■ **About this task**:
Please transcribe the entries below without changing a single character.
╭─ Source data
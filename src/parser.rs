use crate::error::{Error, Result};
use crate::types::{ConfigType, DockerPullStrategy, JobType, StepExecution};
use serde::{Deserialize, Serialize};

/// Parsed pipeline description: the parser collaborator's output, consumed
/// by queue enqueue. Field names here are the user-facing config schema;
/// names are raw strings, validated when the build graph is formed.
#[derive(Clone, Debug, Default, Deserialize, Serialize)]
pub struct BuildDefinition {
    #[serde(default)]
    pub jobs: Vec<JobDefinition>,
}

#[derive(Clone, Debug, Deserialize, Serialize)]
pub struct JobDefinition {
    /// Empty string selects the default workflow.
    #[serde(default)]
    pub workflow: String,
    pub name: String,
    #[serde(rename = "type")]
    pub job_type: JobType,
    #[serde(default)]
    pub docker: Option<DockerDefinition>,
    #[serde(default)]
    pub runs_on: Vec<String>,
    #[serde(default)]
    pub depends: Vec<DependsEntry>,
    #[serde(default)]
    pub services: Vec<ServiceEntry>,
    #[serde(default)]
    pub environment: Vec<EnvEntry>,
    #[serde(default)]
    pub step_execution: StepExecution,
    #[serde(default)]
    pub fingerprint_commands: Vec<String>,
    #[serde(default)]
    pub artifacts: Vec<ArtifactEntry>,
    #[serde(default)]
    pub steps: Vec<StepDefinition>,
}

#[derive(Clone, Debug, Deserialize, Serialize)]
pub struct DockerDefinition {
    pub image: String,
    #[serde(default)]
    pub pull: DockerPullStrategy,
    #[serde(default)]
    pub shell: Option<String>,
}

/// A job dependency in config form: either a bare FQN string or the full
/// form with artifact groups.
#[derive(Clone, Debug, Deserialize, Serialize)]
#[serde(untagged)]
pub enum DependsEntry {
    Target(String),
    Full {
        target: String,
        #[serde(default)]
        artifacts: Vec<String>,
    },
}

impl DependsEntry {
    pub fn target(&self) -> &str {
        match self {
            DependsEntry::Target(t) => t,
            DependsEntry::Full { target, .. } => target,
        }
    }

    pub fn artifacts(&self) -> &[String] {
        match self {
            DependsEntry::Target(_) => &[],
            DependsEntry::Full { artifacts, .. } => artifacts,
        }
    }
}

#[derive(Clone, Debug, Deserialize, Serialize)]
pub struct ServiceEntry {
    pub name: String,
    pub image: String,
    #[serde(default)]
    pub environment: Vec<EnvEntry>,
}

#[derive(Clone, Debug, Deserialize, Serialize)]
pub struct EnvEntry {
    pub name: String,
    #[serde(default)]
    pub literal: Option<String>,
    #[serde(default)]
    pub from_secret: Option<String>,
}

#[derive(Clone, Debug, Deserialize, Serialize)]
pub struct ArtifactEntry {
    pub group_name: String,
    pub paths: Vec<String>,
}

#[derive(Clone, Debug, Deserialize, Serialize)]
pub struct StepDefinition {
    pub name: String,
    #[serde(default)]
    pub commands: Vec<String>,
    #[serde(default)]
    pub depends: Vec<String>,
}

/// Pipeline-source parser. The grammar of pipeline files is a collaborator
/// concern; the engine only requires this contract.
pub trait ConfigParser: Send + Sync {
    fn parse(&self, bytes: &[u8], config_type: ConfigType) -> Result<BuildDefinition>;
}

/// Built-in parser for the `yaml` and `json` config types. `jsonnet`
/// requires an external evaluator and is rejected with a detailed error.
#[derive(Clone, Copy, Debug, Default)]
pub struct StandardParser;

impl ConfigParser for StandardParser {
    fn parse(&self, bytes: &[u8], config_type: ConfigType) -> Result<BuildDefinition> {
        match config_type {
            ConfigType::Yaml => serde_yaml::from_slice(bytes)
                .map_err(|e| Error::validation(format!("yaml config: {e}"))),
            ConfigType::Json => serde_json::from_slice(bytes)
                .map_err(|e| Error::validation(format!("json config: {e}"))),
            ConfigType::Jsonnet => Err(Error::validation(
                "jsonnet configs require an external evaluator",
            )),
            ConfigType::Invalid | ConfigType::Unknown | ConfigType::Absent => Err(
                Error::validation(format!("cannot parse config of type {config_type:?}")),
            ),
        }
    }
}

#[cfg(test)]
mod tests {
    use super::*;

    const YAML: &str = r#"
jobs:
  - name: build
    type: docker
    docker:
      image: golang:1.22
      pull: if-not-exists
    runs_on: [linux, x86]
    fingerprint_commands:
      - find . -name 'go.sum' | xargs sha256sum
    artifacts:
      - group_name: binaries
        paths: ["bin/*"]
    steps:
      - name: compile
        commands: ["go build -o bin/app ./..."]
  - name: test
    type: docker
    docker:
      image: golang:1.22
    depends:
      - target: .build
        artifacts: [binaries]
    steps:
      - name: unit
        commands: ["go test ./..."]
"#;

    #[test]
    fn parses_yaml() {
        let def = StandardParser.parse(YAML.as_bytes(), ConfigType::Yaml).unwrap();
        assert_eq!(def.jobs.len(), 2);
        assert_eq!(def.jobs[0].name, "build");
        assert_eq!(
            def.jobs[0].docker.as_ref().unwrap().pull,
            DockerPullStrategy::IfNotExists
        );
        assert_eq!(def.jobs[1].depends.len(), 1);
        assert_eq!(def.jobs[1].depends[0].target(), ".build");
        assert_eq!(def.jobs[1].depends[0].artifacts(), ["binaries"]);
    }

    #[test]
    fn parses_bare_dependency_strings() {
        let yaml = r#"
jobs:
  - name: b
    type: exec
    depends: [".a"]
    steps:
      - name: s
        commands: ["true"]
"#;
        let def = StandardParser.parse(yaml.as_bytes(), ConfigType::Yaml).unwrap();
        assert_eq!(def.jobs[0].depends[0].target(), ".a");
    }

    #[test]
    fn parses_json() {
        let json = r#"{"jobs":[{"name":"a","type":"exec","steps":[{"name":"s","commands":["true"]}]}]}"#;
        let def = StandardParser.parse(json.as_bytes(), ConfigType::Json).unwrap();
        assert_eq!(def.jobs[0].job_type, JobType::Exec);
    }

    #[test]
    fn rejects_jsonnet() {
        let err = StandardParser.parse(b"{}", ConfigType::Jsonnet).unwrap_err();
        assert!(err.is_validation());
    }

    #[test]
    fn yaml_syntax_error_is_validation() {
        let err = StandardParser
            .parse(b"jobs: [unterminated", ConfigType::Yaml)
            .unwrap_err();
        assert!(err.is_validation());
    }
}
╰─
■ **Exercise response**:
filename src/parser.rs
use crate::error::{Error, Result};
use crate::types::{ConfigType, DockerPullStrategy, JobType, StepExecution};
use serde::{Deserialize, Serialize};

/// Parsed pipeline description: the parser collaborator's output, consumed
/// by queue enqueue. Field names here are the user-facing config schema;
/// names are raw strings, validated when the build graph is formed.
#[derive(Clone, Debug, Default, Deserialize, Serialize)]
pub struct BuildDefinition {
    #[serde(default)]
    pub jobs: Vec<JobDefinition>,
}

#[derive(Clone, Debug, Deserialize, Serialize)]
pub struct JobDefinition {
    /// Empty string selects the default workflow.
    #[serde(default)]
    pub workflow: String,
    pub name: String,
    #[serde(rename = "type")]
    pub job_type: JobType,
    #[serde(default)]
    pub docker: Option<DockerDefinition>,
    #[serde(default)]
    pub runs_on: Vec<String>,
    #[serde(default)]
    pub depends: Vec<DependsEntry>,
    #[serde(default)]
    pub services: Vec<ServiceEntry>,
    #[serde(default)]
    pub environment: Vec<EnvEntry>,
    #[serde(default)]
    pub step_execution: StepExecution,
    #[serde(default)]
    pub fingerprint_commands: Vec<String>,
    #[serde(default)]
    pub artifacts: Vec<ArtifactEntry>,
    #[serde(default)]
    pub steps: Vec<StepDefinition>,
}

#[derive(Clone, Debug, Deserialize, Serialize)]
pub struct DockerDefinition {
    pub image: String,
    #[serde(default)]
    pub pull: DockerPullStrategy,
    #[serde(default)]
    pub shell: Option<String>,
}

/// A job dependency in config form: either a bare FQN string or the full
/// form with artifact groups.
#[derive(Clone, Debug, Deserialize, Serialize)]
#[serde(untagged)]
pub enum DependsEntry {
    Target(String),
    Full {
        target: String,
        #[serde(default)]
        artifacts: Vec<String>,
    },
}

impl DependsEntry {
    pub fn target(&self) -> &str {
        match self {
            DependsEntry::Target(t) => t,
            DependsEntry::Full { target, .. } => target,
        }
    }

    pub fn artifacts(&self) -> &[String] {
        match self {
            DependsEntry::Target(_) => &[],
            DependsEntry::Full { artifacts, .. } => artifacts,
        }
    }
}

#[derive(Clone, Debug, Deserialize, Serialize)]
pub struct ServiceEntry {
    pub name: String,
    pub image: String,
    #[serde(default)]
    pub environment: Vec<EnvEntry>,
}

#[derive(Clone, Debug, Deserialize, Serialize)]
pub struct EnvEntry {
    pub name: String,
    #[serde(default)]
    pub literal: Option<String>,
    #[serde(default)]
    pub from_secret: Option<String>,
}

#[derive(Clone, Debug, Deserialize, Serialize)]
pub struct ArtifactEntry {
    pub group_name: String,
    pub paths: Vec<String>,
}

#[derive(Clone, Debug, Deserialize, Serialize)]
pub struct StepDefinition {
    pub name: String,
    #[serde(default)]
    pub commands: Vec<String>,
    #[serde(default)]
    pub depends: Vec<String>,
}

/// Pipeline-source parser. The grammar of pipeline files is a collaborator
/// concern; the engine only requires this contract.
pub trait ConfigParser: Send + Sync {
    fn parse(&self, bytes: &[u8], config_type: ConfigType) -> Result<BuildDefinition>;
}

/// Built-in parser for the `yaml` and `json` config types. `jsonnet`
/// requires an external evaluator and is rejected with a detailed error.
#[derive(Clone, Copy, Debug, Default)]
pub struct StandardParser;

impl ConfigParser for StandardParser {
    fn parse(&self, bytes: &[u8], config_type: ConfigType) -> Result<BuildDefinition> {
        match config_type {
            ConfigType::Yaml => serde_yaml::from_slice(bytes)
                .map_err(|e| Error::validation(format!("yaml config: {e}"))),
            ConfigType::Json => serde_json::from_slice(bytes)
                .map_err(|e| Error::validation(format!("json config: {e}"))),
            ConfigType::Jsonnet => Err(Error::validation(
                "jsonnet configs require an external evaluator",
            )),
            ConfigType::Invalid | ConfigType::Unknown | ConfigType::Absent => Err(
                Error::validation(format!("cannot parse config of type {config_type:?}")),
            ),
        }
    }
}

#[cfg(test)]
mod tests {
    use super::*;

    const YAML: &str = r#"
jobs:
  - name: build
    type: docker
    docker:
      image: golang:1.22
      pull: if-not-exists
    runs_on: [linux, x86]
    fingerprint_commands:
      - find . -name 'go.sum' | xargs sha256sum
    artifacts:
      - group_name: binaries
        paths: ["bin/*"]
    steps:
      - name: compile
        commands: ["go build -o bin/app ./..."]
  - name: test
    type: docker
    docker:
      image: golang:1.22
    depends:
      - target: .build
        artifacts: [binaries]
    steps:
      - name: unit
        commands: ["go test ./..."]
"#;

    #[test]
    fn parses_yaml() {
        let def = StandardParser.parse(YAML.as_bytes(), ConfigType::Yaml).unwrap();
        assert_eq!(def.jobs.len(), 2);
        assert_eq!(def.jobs[0].name, "build");
        assert_eq!(
            def.jobs[0].docker.as_ref().unwrap().pull,
            DockerPullStrategy::IfNotExists
        );
        assert_eq!(def.jobs[1].depends.len(), 1);
        assert_eq!(def.jobs[1].depends[0].target(), ".build");
        assert_eq!(def.jobs[1].depends[0].artifacts(), ["binaries"]);
    }

    #[test]
    fn parses_bare_dependency_strings() {
        let yaml = r#"
jobs:
  - name: b
    type: exec
    depends: [".a"]
    steps:
      - name: s
        commands: ["true"]
"#;
        let def = StandardParser.parse(yaml.as_bytes(), ConfigType::Yaml).unwrap();
        assert_eq!(def.jobs[0].depends[0].target(), ".a");
    }

    #[test]
    fn parses_json() {
        let json = r#"{"jobs":[{"name":"a","type":"exec","steps":[{"name":"s","commands":["true"]}]}]}"#;
        let def = StandardParser.parse(json.as_bytes(), ConfigType::Json).unwrap();
        assert_eq!(def.jobs[0].job_type, JobType::Exec);
    }

    #[test]
    fn rejects_jsonnet() {
        let err = StandardParser.parse(b"{}", ConfigType::Jsonnet).unwrap_err();
        assert!(err.is_validation());
    }

    #[test]
    fn yaml_syntax_error_is_validation() {
        let err = StandardParser
            .parse(b"jobs: [unterminated", ConfigType::Yaml)
            .unwrap_err();
        assert!(err.is_validation());
    }
}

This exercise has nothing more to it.